*** SUPPLIED RECORDS ***
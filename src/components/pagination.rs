//! Pagination Component
//!
//! First / previous / numbered / next / last page controls.

use leptos::prelude::*;

/// Pages always shown at each end
const BOUNDARY: i64 = 1;
/// Pages shown on each side of the current one
const SIBLINGS: i64 = 1;

#[derive(Clone, Copy, Debug, PartialEq, Eq)]
pub enum PageItem {
    Page(usize),
    Ellipsis,
}

/// Numbered buttons for `count` pages with `page` selected.
///
/// Keeps the first and last page, the current page with its neighbours, and
/// collapses the gaps into ellipses. A gap of one page shows the page instead.
pub fn pagination_items(count: usize, page: usize) -> Vec<PageItem> {
    let count = count as i64;
    let page = page as i64;

    let start_pages: Vec<i64> = (1..=BOUNDARY.min(count)).collect();
    let end_pages: Vec<i64> = ((count - BOUNDARY + 1).max(BOUNDARY + 1)..=count).collect();

    let siblings_start = (page - SIBLINGS)
        .min(count - BOUNDARY - SIBLINGS * 2 - 1)
        .max(BOUNDARY + 2);
    let siblings_end = (page + SIBLINGS)
        .max(BOUNDARY + SIBLINGS * 2 + 2)
        .min(end_pages.first().map_or(count - 1, |first| first - 2));

    let mut items: Vec<PageItem> = start_pages
        .iter()
        .map(|&p| PageItem::Page(p as usize))
        .collect();

    if siblings_start > BOUNDARY + 2 {
        items.push(PageItem::Ellipsis);
    } else if BOUNDARY + 1 < count - BOUNDARY {
        items.push(PageItem::Page((BOUNDARY + 1) as usize));
    }

    items.extend((siblings_start..=siblings_end).map(|p| PageItem::Page(p as usize)));

    if siblings_end < count - BOUNDARY - 1 {
        items.push(PageItem::Ellipsis);
    } else if count - BOUNDARY > BOUNDARY {
        items.push(PageItem::Page((count - BOUNDARY) as usize));
    }

    items.extend(end_pages.iter().map(|&p| PageItem::Page(p as usize)));
    items
}

#[component]
pub fn Pagination(
    #[prop(into)] count: Signal<usize>,
    #[prop(into)] page: Signal<usize>,
    #[prop(into)] on_change: Callback<usize>,
) -> impl IntoView {
    let go = move |target: usize| {
        if target >= 1 && target <= count.get_untracked() && target != page.get_untracked() {
            on_change.run(target);
        }
    };
    let at_start = move || page.get() <= 1;
    let at_end = move || page.get() >= count.get();

    view! {
        <nav class="pagination" aria-label="pagination navigation">
            <ul>
                <li>
                    <button aria-label="Go to first page" disabled=at_start on:click=move |_| go(1)>"«"</button>
                </li>
                <li>
                    <button
                        aria-label="Go to previous page"
                        disabled=at_start
                        on:click=move |_| go(page.get_untracked().saturating_sub(1))
                    >
                        "‹"
                    </button>
                </li>
                {move || {
                    let current = page.get();
                    pagination_items(count.get(), current)
                        .into_iter()
                        .map(|item| match item {
                            PageItem::Page(n) => {
                                let selected = n == current;
                                view! {
                                    <li>
                                        <button
                                            class=if selected { "page-btn selected" } else { "page-btn" }
                                            aria-current=if selected { Some("true") } else { None }
                                            aria-label=format!("Go to page {}", n)
                                            on:click=move |_| go(n)
                                        >
                                            {n}
                                        </button>
                                    </li>
                                }.into_any()
                            }
                            PageItem::Ellipsis => view! { <li class="ellipsis">"…"</li> }.into_any(),
                        })
                        .collect_view()
                }}
                <li>
                    <button
                        aria-label="Go to next page"
                        disabled=at_end
                        on:click=move |_| go(page.get_untracked() + 1)
                    >
                        "›"
                    </button>
                </li>
                <li>
                    <button aria-label="Go to last page" disabled=at_end on:click=move |_| go(count.get_untracked())>"»"</button>
                </li>
            </ul>
        </nav>
    }
}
***
* [TASK DIRECTIONS]: Work through the records above line by line and count those that hold the string "const". Give only the result.

* [ANSWER SECTION]: 2